I've posted a very early proposal to http://wiki.osafoundation.org/bin/view/Chandler/VisualStyle - I probably won't add anything more the proposal until after 0.5, but feel free to add comments at the end of it.

Alec

Alec Flett wrote:

Sounds like at this point this is water under the bridge, though :)
    
For now, at least.

  
Exactly - for now. I actually had CSS in mind when I gave my earlier proposal - it was kind of a backwards CSS "class" model.  I don't see any need to shoehorn actual CSS into this, but instead we should leverage the tools we have to get the most gain with as little work as possible. I'm not sure CSS will ever be completely appropriate for chandler, but even if we can match some of the selector model, people will be able to adapt their understanding of rule matches and so forth.

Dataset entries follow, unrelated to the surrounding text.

// Copyright (c) reifydb.com 2025
// This file is licensed under the AGPL-3.0-or-later, see license.md file

pub use cursor::MemoryCursor;
pub use hub::{Collection, MemoryHub};
pub use query::MemoryFingerprints;
pub use sink::MemorySink;
pub use source::{MemoryCappedSource, MemorySource};

mod cursor;
mod hub;
mod query;
mod sink;
mod source;
// Copyright (c) reifydb.com 2025
// This file is licensed under the AGPL-3.0-or-later, see license.md file

use std::fmt::{Display, Formatter};

use chrono::{DateTime, NaiveDateTime, Utc};

use crate::error::TimeError;

const UTC_SPACE: &str = "%Y-%m-%d %H:%M:%S";
const UTC_T: &str = "%Y-%m-%dT%H:%M:%S";
const DIRECTORY: &str = "%Y%m%d%H%M%S";

/// Milliseconds since the Unix epoch.
///
/// Every cursor and every record timestamp in the engine is a `Millis`;
/// cursors only ever move forward, so the ordering of this type is what the
/// copy orchestrators enforce between consecutive records.
#[derive(Clone, Copy, Debug, Default, PartialEq, Eq, PartialOrd, Ord, Hash)]
pub struct Millis(i64);

impl Millis {
	pub const ZERO: Millis = Millis(0);

	pub const fn new(millis: i64) -> Self {
		Millis(millis)
	}

	pub const fn get(&self) -> i64 {
		self.0
	}

	/// Moves the time backwards by `millis`, clamping at the epoch.
	pub fn rewind(&self, millis: i64) -> Self {
		Millis(self.0.saturating_sub(millis).max(0))
	}
}

impl From<i64> for Millis {
	fn from(millis: i64) -> Self {
		Millis(millis)
	}
}

impl Display for Millis {
	fn fmt(&self, f: &mut Formatter<'_>) -> std::fmt::Result {
		Display::fmt(&self.0, f)
	}
}

/// Current wall-clock time.
pub fn now() -> Millis {
	Millis(Utc::now().timestamp_millis())
}

/// Parses `YYYY-MM-DD HH:MM:SS` as UTC; a `T` separator is accepted as well.
pub fn parse_utc(input: &str) -> Result<Millis, TimeError> {
	let format = if input.as_bytes().get(10) == Some(&b'T') { UTC_T } else { UTC_SPACE };
	NaiveDateTime::parse_from_str(input, format)
		.map(|time| Millis(time.and_utc().timestamp_millis()))
		.map_err(|_| TimeError { input: input.to_string() })
}

/// Renders a time as UTC with second precision, no zone suffix.
///
/// Times outside the range chrono can represent fall back to the raw
/// millisecond count so that rendering stays total and deterministic.
pub fn format_utc(time: Millis, t_separator: bool) -> String {
	let format = if t_separator { UTC_T } else { UTC_SPACE };
	match DateTime::<Utc>::from_timestamp_millis(time.get()) {
		Some(time) => time.format(format).to_string(),
		None => time.get().to_string(),
	}
}

/// Parses the directory service generalized time form `YYYYMMDDHHMMSS.0Z`.
pub fn parse_directory_time(input: &str) -> Result<Millis, TimeError> {
	let digits = input.split('.').next().unwrap_or("");
	NaiveDateTime::parse_from_str(digits, DIRECTORY)
		.map(|time| Millis(time.and_utc().timestamp_millis()))
		.map_err(|_| TimeError { input: input.to_string() })
}

/// Renders a time in the directory service generalized time form.
pub fn format_directory_time(time: Millis) -> String {
	match DateTime::<Utc>::from_timestamp_millis(time.get()) {
		Some(time) => format!("{}.0Z", time.format(DIRECTORY)),
		None => time.get().to_string(),
	}
}
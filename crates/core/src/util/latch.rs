// Copyright (c) reifydb.com 2025
// This file is licensed under the AGPL-3.0-or-later, see license.md file

use std::sync::atomic::{AtomicBool, Ordering};

use parking_lot::Mutex;

use crate::{Error, Result};

/// The first-error-wins latch shared by cooperating workers.
///
/// The first worker to fail stores its error and trips the flag; every
/// other worker observes the flag at its next poll point, unwinds with
/// [`Error::Aborted`], and the stored error is re-raised after the join.
pub struct FirstError {
	failed: AtomicBool,
	slot: Mutex<Option<Error>>,
}

impl FirstError {
	pub fn new() -> Self {
		Self { failed: AtomicBool::new(false), slot: Mutex::new(None) }
	}

	/// Stores `error` if the latch is untripped; later errors are dropped.
	pub fn set(&self, error: Error) {
		let mut slot = self.slot.lock();
		if slot.is_none() {
			*slot = Some(error);
			self.failed.store(true, Ordering::Release);
		}
	}

	pub fn is_set(&self) -> bool {
		self.failed.load(Ordering::Acquire)
	}

	/// The cancellation poll: trips the caller with [`Error::Aborted`] once
	/// any worker has failed.
	pub fn check(&self) -> Result<()> {
		if self.is_set() { Err(Error::Aborted) } else { Ok(()) }
	}

	/// Takes the stored error after all workers have joined.
	pub fn take(&self) -> Option<Error> {
		self.slot.lock().take()
	}
}

impl Default for FirstError {
	fn default() -> Self {
		Self::new()
	}
}
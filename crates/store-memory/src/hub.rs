// Copyright (c) reifydb.com 2025
// This file is licensed under the AGPL-3.0-or-later, see license.md file

use std::collections::HashMap;
use std::sync::Arc;

use parking_lot::RwLock;

use tributary_type::Value;

/// A process-wide set of named record collections.
///
/// The hub plays the role an external document database or search index
/// plays in production: dev runs and integration tests point every adapter
/// at the same hub and observe the full pipeline end to end.
#[derive(Clone, Default)]
pub struct MemoryHub {
	collections: Arc<RwLock<HashMap<String, Collection>>>,
}

impl MemoryHub {
	pub fn new() -> Self {
		Self::default()
	}

	/// The named collection, created empty on first use.
	pub fn collection(&self, name: &str) -> Collection {
		if let Some(collection) = self.collections.read().get(name) {
			return collection.clone();
		}
		self.collections.write().entry(name.to_string()).or_default().clone()
	}

	pub fn collection_names(&self) -> Vec<String> {
		let mut names: Vec<String> = self.collections.read().keys().cloned().collect();
		names.sort();
		names
	}
}

/// One ordered record collection behind a lock.
#[derive(Clone, Default)]
pub struct Collection {
	records: Arc<RwLock<Vec<Value>>>,
}

impl Collection {
	pub fn len(&self) -> usize {
		self.records.read().len()
	}

	pub fn is_empty(&self) -> bool {
		self.records.read().is_empty()
	}

	/// Appends a record without identity matching.
	pub fn insert(&self, record: Value) {
		self.records.write().push(record);
	}

	/// Inserts or replaces by the text value under `id_attribute`.
	///
	/// Records without that attribute are appended; this mirrors how a
	/// document upsert treats a missing identity as a new document.
	pub fn upsert(&self, id_attribute: &str, batch: &[Value]) {
		let mut records = self.records.write();
		'batch: for record in batch {
			let id = attribute_text(record, id_attribute);
			if let Some(id) = &id {
				for stored in records.iter_mut() {
					if attribute_text(stored, id_attribute).as_deref() == Some(id) {
						*stored = record.deep_copy();
						continue 'batch;
					}
				}
			}
			records.push(record.deep_copy());
		}
	}

	/// A snapshot of the collection in insertion order.
	pub fn snapshot(&self) -> Vec<Value> {
		self.records.read().iter().map(Value::deep_copy).collect()
	}

	/// Drops the oldest records until at most `cap` remain.
	pub fn evict_to(&self, cap: usize) {
		let mut records = self.records.write();
		let len = records.len();
		if len > cap {
			records.drain(..len - cap);
		}
	}

	pub fn clear(&self) {
		self.records.write().clear();
	}
}

fn attribute_text(record: &Value, attribute: &str) -> Option<String> {
	let value = record.as_map().ok()?.get(attribute)?;
	match value.as_text() {
		Ok(text) => Some(text.to_string()),
		Err(_) => value.as_opaque().ok().map(|opaque| opaque.data.clone()),
	}
}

I've thought about this a bit further and I think we can accomplish something very similar to id/class matching like CSS by making use of some of chandler's Query infrastructure, and some of the bidirectional stuff, simplier than my earlier proposal.

Specifically:

<Style>
 <!-- almost identical to CSS's #id selector, applying to a specific block -->
 <applyToBlock itemref="somedoc:SomeSpecificBlock">
 <StyleRule.../>
</Style>

and
<Style>
 <!-- almost identical to CSS's .class selector, applying to a set of blocks -->
 <applyToBlocks rule="for i in ... where someattribute='somevalue'"/>
 <StyleRule.../>
</Style>

If down the line someone wanted to adapt this stuff to read rules from CSS and store them in the repository in the same way they would if they came in from parcel.xml, more power to them! The serialization format doesn't matter as long as we're consistent about how we store it in the repository.

Alec

But, per Alec,  I would like to see the visual appearance of Chandler in
its current state cleaned up as long as it doesn't introduce material
delays.
  

I don't think switching to a different style description language would
provide any visual cleaning in the short term.  Using CSS instead of a
custom style language is more of a platform/interop issue.  If you tell
a web designer (or a designer familiar with Mozilla) they should do
styling using CSS, it should be easy for them to theme Chandler or their
favorite parcel.

 




Designers certainly can learn a new language, I think the pool of people
who'll do this is smaller than the pool who would hack at something that
used CSS.

On the other hand, I really don't think Chandler wants to reimplement
XUL, or make CPIA look like DOM.  Many facets of CSS just won't apply to
Chandler, ever.  It's entirely possible a partial implementation of CSS
might be more frustrating to web developers than learning a new style
language!

It's not clear to me how much trying to do a limited amount of styling
using CSS would delay, say, 0.6.  I suspect it would slow things down a
fair bit.  However, this might be one of those things that will slow us
down more the longer we wait to implement it.